I have worked as a data analyst on international development projects, including contributions to the United Nations Industrial Development Organization (UNIDO) Annual Report for Madagascar. My technical background includes data governance, data integrity frameworks, large-scale dataset management, predictive modeling, cost-effectiveness analysis, dashboard development and design of monitoring systems for healthcare and laboratory environments.
Over the past four months, I have independently developed the full implementation framework for this project, including the pilot protocol, workflow mapping tools, interview guides, ethics and governance framework, data quality assessment methodology and reporting templates. These materials constitute pre-existing background work supporting the implementation phase of the project. An overview of the work is available on GitHub: https://github.com/Beeotics/Health-Data-Pilot.
Preliminary stakeholder engagement has been completed during project development. Discussions were conducted with healthcare professionals and facility leadership in Kinshasa and multiple facilities have expressed interest in participating in the pilot subject to implementation planning and required approvals.

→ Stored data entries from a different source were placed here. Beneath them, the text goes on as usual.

//! Time-bounded memoization of upstream responses.
//!
//! Keys are request signatures (URL plus header set), values remember when
//! they were stored. Refreshes are lazy: the next lookup after expiry fetches
//! again. Only successful responses are ever stored.

use std::collections::{BTreeMap, HashMap};
use std::future::Future;
use std::sync::{Arc, Mutex, PoisonError};
use std::time::{Duration, SystemTime};

use tracing::{debug, info};

use crate::error::Result;

/// Upper bound on stored entries; expired entries are swept before the
/// oldest survivor is evicted.
pub const DEFAULT_MAX_ENTRIES: usize = 1024;

/// Time source seam so expiry can be tested without sleeping.
pub trait Clock: Send + Sync {
    fn now(&self) -> SystemTime;
}

#[derive(Debug, Clone, Copy, Default)]
pub struct SystemClock;

impl Clock for SystemClock {
    fn now(&self) -> SystemTime {
        SystemTime::now()
    }
}

/// Request signature. Headers are kept sorted, so two requests differing only
/// in header order map to the same entry.
#[derive(Debug, Clone, PartialEq, Eq, Hash)]
pub struct CacheKey {
    url: String,
    headers: BTreeMap<String, String>,
}

impl CacheKey {
    pub fn new(url: impl Into<String>, headers: &[(String, String)]) -> Self {
        Self {
            url: url.into(),
            headers: headers.iter().cloned().collect(),
        }
    }

    pub fn url(&self) -> &str {
        &self.url
    }
}

/// Status and body of a completed upstream request.
#[derive(Debug, Clone, PartialEq, Eq)]
pub struct FetchedResponse {
    pub status: u16,
    pub body: String,
}

impl FetchedResponse {
    pub fn is_success(&self) -> bool {
        (200..300).contains(&self.status)
    }
}

struct CacheEntry {
    stored_at: SystemTime,
    ttl: Duration,
    response: FetchedResponse,
}

/// In-memory response cache guarding outbound calls to rate-limited upstreams.
///
/// The lock is held only around lookup and insert, never across the fetch
/// itself; concurrent refreshes of the same expired key resolve as
/// last-writer-wins.
pub struct ResponseCache {
    entries: Mutex<HashMap<CacheKey, CacheEntry>>,
    clock: Arc<dyn Clock>,
    max_entries: usize,
}

impl Default for ResponseCache {
    fn default() -> Self {
        Self::new()
    }
}

impl ResponseCache {
    pub fn new() -> Self {
        Self::with_clock(Arc::new(SystemClock), DEFAULT_MAX_ENTRIES)
    }

    pub fn with_clock(clock: Arc<dyn Clock>, max_entries: usize) -> Self {
        Self {
            entries: Mutex::new(HashMap::new()),
            clock,
            max_entries,
        }
    }

    /// Return the stored response for `key` if it is younger than `ttl`,
    /// otherwise invoke `fetch`. A successful response replaces the stored
    /// entry; a failed or non-success response is returned to the caller
    /// without touching the cache, and stale entries are not reused.
    pub async fn get_or_fetch<F, Fut>(
        &self,
        key: CacheKey,
        ttl: Duration,
        fetch: F,
    ) -> Result<FetchedResponse>
    where
        F: FnOnce() -> Fut,
        Fut: Future<Output = Result<FetchedResponse>>,
    {
        if let Some(hit) = self.lookup(&key, ttl) {
            debug!(url = %key.url, "returning cached response");
            return Ok(hit);
        }

        info!(url = %key.url, "fetching fresh data");
        let response = fetch().await?;

        if response.is_success() {
            self.store(key, ttl, response.clone());
        }

        Ok(response)
    }

    fn lookup(&self, key: &CacheKey, ttl: Duration) -> Option<FetchedResponse> {
        let entries = self.entries.lock().unwrap_or_else(PoisonError::into_inner);
        let entry = entries.get(key)?;
        let age = self
            .clock
            .now()
            .duration_since(entry.stored_at)
            .unwrap_or_default();
        (age < ttl).then(|| entry.response.clone())
    }

    fn store(&self, key: CacheKey, ttl: Duration, response: FetchedResponse) {
        let now = self.clock.now();
        let mut entries = self.entries.lock().unwrap_or_else(PoisonError::into_inner);

        if entries.len() >= self.max_entries && !entries.contains_key(&key) {
            entries.retain(|_, entry| {
                now.duration_since(entry.stored_at).unwrap_or_default() < entry.ttl
            });
            if entries.len() >= self.max_entries {
                let oldest = entries
                    .iter()
                    .min_by_key(|(_, entry)| entry.stored_at)
                    .map(|(key, _)| key.clone());
                if let Some(oldest) = oldest {
                    entries.remove(&oldest);
                }
            }
        }

        entries.insert(
            key,
            CacheEntry {
                stored_at: now,
                ttl,
                response,
            },
        );
    }
}

#[cfg(test)]
pub(crate) struct ManualClock(Mutex<SystemTime>);

#[cfg(test)]
impl ManualClock {
    pub(crate) fn start_at(at: SystemTime) -> Arc<Self> {
        Arc::new(Self(Mutex::new(at)))
    }

    pub(crate) fn advance(&self, by: Duration) {
        *self.0.lock().unwrap() += by;
    }
}

#[cfg(test)]
impl Clock for ManualClock {
    fn now(&self) -> SystemTime {
        *self.0.lock().unwrap()
    }
}

#[cfg(test)]
mod tests {
    use super::*;
    use crate::error::Error;
    use std::sync::atomic::{AtomicUsize, Ordering};
    use std::time::UNIX_EPOCH;

    fn ok(body: &str) -> FetchedResponse {
        FetchedResponse {
            status: 200,
            body: body.to_string(),
        }
    }

    fn key(url: &str) -> CacheKey {
        CacheKey::new(url, &[])
    }

    #[test]
    fn header_order_does_not_change_the_key() {
        let a = CacheKey::new(
            "https://example.com",
            &[
                ("X-Token".to_string(), "t".to_string()),
                ("Accept".to_string(), "json".to_string()),
            ],
        );
        let b = CacheKey::new(
            "https://example.com",
            &[
                ("Accept".to_string(), "json".to_string()),
                ("X-Token".to_string(), "t".to_string()),
            ],
        );
        assert_eq!(a, b);
    }

    #[tokio::test]
    async fn second_call_within_ttl_does_not_refetch() {
        let clock = ManualClock::start_at(UNIX_EPOCH);
        let cache = ResponseCache::with_clock(clock.clone(), DEFAULT_MAX_ENTRIES);
        let calls = AtomicUsize::new(0);
        let calls = &calls;

        for _ in 0..2 {
            let response = cache
                .get_or_fetch(key("https://example.com"), Duration::from_secs(300), || async move {
                    calls.fetch_add(1, Ordering::SeqCst);
                    Ok(ok("payload"))
                })
                .await
                .unwrap();
            assert_eq!(response.body, "payload");
        }

        assert_eq!(calls.load(Ordering::SeqCst), 1);
    }

    #[tokio::test]
    async fn call_after_expiry_fetches_again() {
        let clock = ManualClock::start_at(UNIX_EPOCH);
        let cache = ResponseCache::with_clock(clock.clone(), DEFAULT_MAX_ENTRIES);
        let calls = AtomicUsize::new(0);
        let calls = &calls;

        let fetch = || async move {
            calls.fetch_add(1, Ordering::SeqCst);
            Ok(ok("payload"))
        };

        cache
            .get_or_fetch(key("https://example.com"), Duration::from_secs(300), fetch)
            .await
            .unwrap();
        clock.advance(Duration::from_secs(301));
        cache
            .get_or_fetch(key("https://example.com"), Duration::from_secs(300), fetch)
            .await
            .unwrap();

        assert_eq!(calls.load(Ordering::SeqCst), 2);
    }

    #[tokio::test]
    async fn non_success_response_is_returned_but_not_cached() {
        let clock = ManualClock::start_at(UNIX_EPOCH);
        let cache = ResponseCache::with_clock(clock, DEFAULT_MAX_ENTRIES);
        let calls = AtomicUsize::new(0);
        let calls = &calls;

        let fetch = || async move {
            calls.fetch_add(1, Ordering::SeqCst);
            Ok(FetchedResponse {
                status: 500,
                body: "boom".to_string(),
            })
        };

        let first = cache
            .get_or_fetch(key("https://example.com"), Duration::from_secs(300), fetch)
            .await
            .unwrap();
        assert_eq!(first.status, 500);

        cache
            .get_or_fetch(key("https://example.com"), Duration::from_secs(300), fetch)
            .await
            .unwrap();

        assert_eq!(calls.load(Ordering::SeqCst), 2);
    }

    #[tokio::test]
    async fn fetch_error_propagates_and_is_not_cached() {
        let clock = ManualClock::start_at(UNIX_EPOCH);
        let cache = ResponseCache::with_clock(clock, DEFAULT_MAX_ENTRIES);

        let result = cache
            .get_or_fetch(key("https://example.com"), Duration::from_secs(300), || async {
                Err(Error::MissingData("unreachable".to_string()))
            })
            .await;
        assert!(result.is_err());

        // A later successful fetch still runs.
        let calls = AtomicUsize::new(0);
        let calls = &calls;
        cache
            .get_or_fetch(key("https://example.com"), Duration::from_secs(300), || async move {
                calls.fetch_add(1, Ordering::SeqCst);
                Ok(ok("recovered"))
            })
            .await
            .unwrap();
        assert_eq!(calls.load(Ordering::SeqCst), 1);
    }

    #[tokio::test]
    async fn stale_entry_is_not_served_when_refresh_fails() {
        let clock = ManualClock::start_at(UNIX_EPOCH);
        let cache = ResponseCache::with_clock(clock.clone(), DEFAULT_MAX_ENTRIES);

        cache
            .get_or_fetch(key("https://example.com"), Duration::from_secs(300), || async {
                Ok(ok("original"))
            })
            .await
            .unwrap();
        clock.advance(Duration::from_secs(301));

        let result = cache
            .get_or_fetch(key("https://example.com"), Duration::from_secs(300), || async {
                Err(Error::MissingData("down".to_string()))
            })
            .await;
        assert!(result.is_err());
    }

    #[tokio::test]
    async fn full_cache_evicts_expired_then_oldest() {
        let clock = ManualClock::start_at(UNIX_EPOCH);
        let cache = ResponseCache::with_clock(clock.clone(), 2);

        cache
            .get_or_fetch(key("https://a"), Duration::from_secs(10), || async { Ok(ok("a")) })
            .await
            .unwrap();
        clock.advance(Duration::from_secs(5));
        cache
            .get_or_fetch(key("https://b"), Duration::from_secs(300), || async { Ok(ok("b")) })
            .await
            .unwrap();
        clock.advance(Duration::from_secs(6));

        // `a` has expired by now; inserting `c` sweeps it rather than evicting `b`.
        cache
            .get_or_fetch(key("https://c"), Duration::from_secs(300), || async { Ok(ok("c")) })
            .await
            .unwrap();

        let calls = AtomicUsize::new(0);
        let calls = &calls;
        cache
            .get_or_fetch(key("https://b"), Duration::from_secs(300), || async move {
                calls.fetch_add(1, Ordering::SeqCst);
                Ok(ok("b2"))
            })
            .await
            .unwrap();
        assert_eq!(calls.load(Ordering::SeqCst), 0, "b should have survived the sweep");
    }
}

The project builds directly on my experience in health data quality, healthcare analytics and the practical challenges of transforming routine clinical information into structured, decision-ready data systems.
What are the most likely causes and outcomes if this project fails?
The most likely risks are operational rather than technical. Potential challenges include limited participation from healthcare facilities, competing demands on healthcare workers' time, difficulties maintaining adoption of structured data capture workflows or delays in obtaining institutional approvals.
If the project fails, the primary consequence would be insufficient evidence to validate the proposed intervention or generate operational observations and lessons learned.
However, even a partially successful implementation would likely generate useful implementation observations into workflow constraints, data quality challenges and barriers to participation in AI-relevant health data systems. The project does not depend on achieving large-scale deployment to produce valuable findings.
How much money have you raised in the last 12 months, and from where?
To date, the project has not received external funding. Development of the implementation framework, pilot protocol, stakeholder engagement activities and implementation planning has been conducted through the principal investigator’s independent efforts and unpaid work.
The requested grant would represent the first external funding used to transition the project from pre-implementation design into field implementation activities.